Several modules such as instructions, datastores, and so forth may be stored within the memory 136 and configured to execute on a processor, such as the processor 132. An operating system module 140 is configured to manage hardware and services within and coupled to the computing device 130 for the benefit of other modules.
A spatial analysis module 142 is configured to perform several functions which may include analyzing a scene to generate a topology, recognizing objects in the scene, and dimensioning the objects and physical boundaries (e.g., walls, ceiling, floor, etc.) of the scene. From this, the spatial analysis module 142 creates a 3D model 144 of the scene. The 3D scene model 144 contains an inventory of objects within the scene, the various physical boundaries (e.g., walls, floors, ceiling, etc.), the numerous surfaces provided by the objects and physical boundaries, and dimensions of the rooms. Characterization of the scene may be facilitated using several technologies including structured light, light detection and ranging (LIDAR), optical time-of-flight, ultrasonic ranging, stereoscopic imaging, radar, and so forth either alone or in combination with one another. For convenience, and not by way of limitation, some of the examples in this disclosure refer to structured light although other techniques may be used. The spatial analysis module 142 provides the information used within the augmented reality environment to provide an interface between the physicality of the scene and virtual objects and information.

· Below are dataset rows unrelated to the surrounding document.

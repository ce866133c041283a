use ratatui::style::{Color, Modifier, Style};
use rustc_hash::FxHashMap;

#[cfg(feature = "serde")]
use serde::{Deserialize, Serialize};

pub const DIRECTORY_ICON_SPAN: &str = "column-filename-directory-icon";
pub const DIRECTORY_NAME_SPAN: &str = "column-filename-directory-name";
pub const LINK_ICON_SPAN: &str = "column-filename-link-icon";
pub const LINK_NAME_SPAN: &str = "column-filename-link-name";

const DEFAULT_DIRECTORY_ICON_GROUP: &str = "Special";
const DEFAULT_DIRECTORY_NAME_GROUP: &str = "Directory";
const DEFAULT_LINK_GROUP: &str = "Comment";

/// User overrides for highlight group names; `None` keeps the built-in group.
#[cfg_attr(feature = "serde", derive(Serialize, Deserialize))]
#[cfg_attr(feature = "serde", serde(default, rename_all = "camelCase"))]
#[derive(Clone, Debug, Default, PartialEq, Eq)]
pub struct HighlightOverrides {
    pub directory_icon: Option<String>,
    pub directory_name: Option<String>,
    pub link_icon: Option<String>,
    pub link_name: Option<String>,
}

impl HighlightOverrides {
    /// Fills unset entries with the built-in group names.
    pub fn resolve(&self) -> ResolvedHighlights {
        let pick = |value: &Option<String>, fallback: &str| {
            value.clone().unwrap_or_else(|| fallback.to_string())
        };
        ResolvedHighlights {
            directory_icon: pick(&self.directory_icon, DEFAULT_DIRECTORY_ICON_GROUP),
            directory_name: pick(&self.directory_name, DEFAULT_DIRECTORY_NAME_GROUP),
            link_icon: pick(&self.link_icon, DEFAULT_LINK_GROUP),
            link_name: pick(&self.link_name, DEFAULT_LINK_GROUP),
        }
    }
}

/// Highlight group names with defaults applied.
#[derive(Clone, Debug, PartialEq, Eq)]
pub struct ResolvedHighlights {
    pub directory_icon: String,
    pub directory_name: String,
    pub link_icon: String,
    pub link_name: String,
}

impl Default for ResolvedHighlights {
    fn default() -> Self {
        HighlightOverrides::default().resolve()
    }
}

/// A display region `[col, col + width)` to colorize with a highlight group.
#[cfg_attr(feature = "serde", derive(Serialize))]
#[derive(Clone, Copy, Debug, PartialEq, Eq)]
pub struct HighlightSpan<'a> {
    /// Stable tag identifying the span kind.
    pub name: &'static str,
    /// Highlight group applied by the host.
    #[cfg_attr(feature = "serde", serde(rename = "hl_group"))]
    pub group: &'a str,
    /// Absolute start column.
    pub col: usize,
    /// Width in display cells.
    pub width: usize,
}

impl HighlightSpan<'_> {
    pub const fn contains(&self, col: usize) -> bool {
        col >= self.col && col - self.col < self.width
    }
}

/// Maps highlight group names to ratatui styles for hosts that draw with ratatui.
#[derive(Clone, Debug)]
pub struct HighlightTheme {
    groups: FxHashMap<String, Style>,
    base: Style,
}

impl HighlightTheme {
    /// Creates a theme without any group styles.
    pub fn empty() -> Self {
        Self {
            groups: FxHashMap::default(),
            base: Style::default(),
        }
    }

    /// Sets the style for a highlight group.
    #[must_use]
    pub fn group(mut self, name: impl Into<String>, style: Style) -> Self {
        self.groups.insert(name.into(), style);
        self
    }

    /// Sets the style for text outside any highlight span.
    #[must_use]
    pub fn base(mut self, style: Style) -> Self {
        self.base = style;
        self
    }

    pub const fn base_style(&self) -> Style {
        self.base
    }

    /// Returns the style for a group; unknown groups fall back to the base style.
    pub fn style_for(&self, group: &str) -> Style {
        self.groups
            .get(group)
            .map_or(self.base, |style| self.base.patch(*style))
    }
}

impl Default for HighlightTheme {
    fn default() -> Self {
        Self::empty()
            .group(
                DEFAULT_DIRECTORY_ICON_GROUP,
                Style::default().fg(Color::Magenta),
            )
            .group(
                DEFAULT_DIRECTORY_NAME_GROUP,
                Style::default().fg(Color::Blue).add_modifier(Modifier::BOLD),
            )
            .group(DEFAULT_LINK_GROUP, Style::default().fg(Color::DarkGray))
    }
}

A system parameters datastore 146 is configured to maintain information about the state of the computing device 130, the input/output devices of the ARFN, and so forth. For example, system parameters may include current pan and tilt settings of the cameras and projectors. As used in this disclosure, the datastore includes lists, arrays, databases, and other data structures used to provide storage and retrieval of data.
An object parameters datastore 148 in the memory 136 is configured to maintain information about the state of objects within the scene. The object parameters may include the surface contour of the object, overall reflectivity, color, and so forth. This information may be acquired from the ARFN, other input devices, or via manual input and stored within the object parameters datastore 148.
An object datastore 150 is configured to maintain a library of pre-loaded reference objects. This information may include assumptions about the object, dimensions, and so forth. For example, the object datastore 150 may include a reference object of a beverage can and include the assumptions that beverage cans are either held by a user or sit on a surface, and are not present on walls or ceilings. The spatial analysis module 142 may use this data maintained in the object datastore 150 to test dimensional assumptions when determining the dimensions of objects within the scene. In some implementations, the object parameters in the object parameters datastore 148 may be incorporated into the object datastore 150. For example, objects in the scene which are temporally persistent, such as walls, a particular table, particular users, and so forth may be stored within the object datastore 150. The object datastore 150 may be stored on one or more of the memory of the ARFN, storage devices accessible on the local network, or cloud storage accessible via a wide area network.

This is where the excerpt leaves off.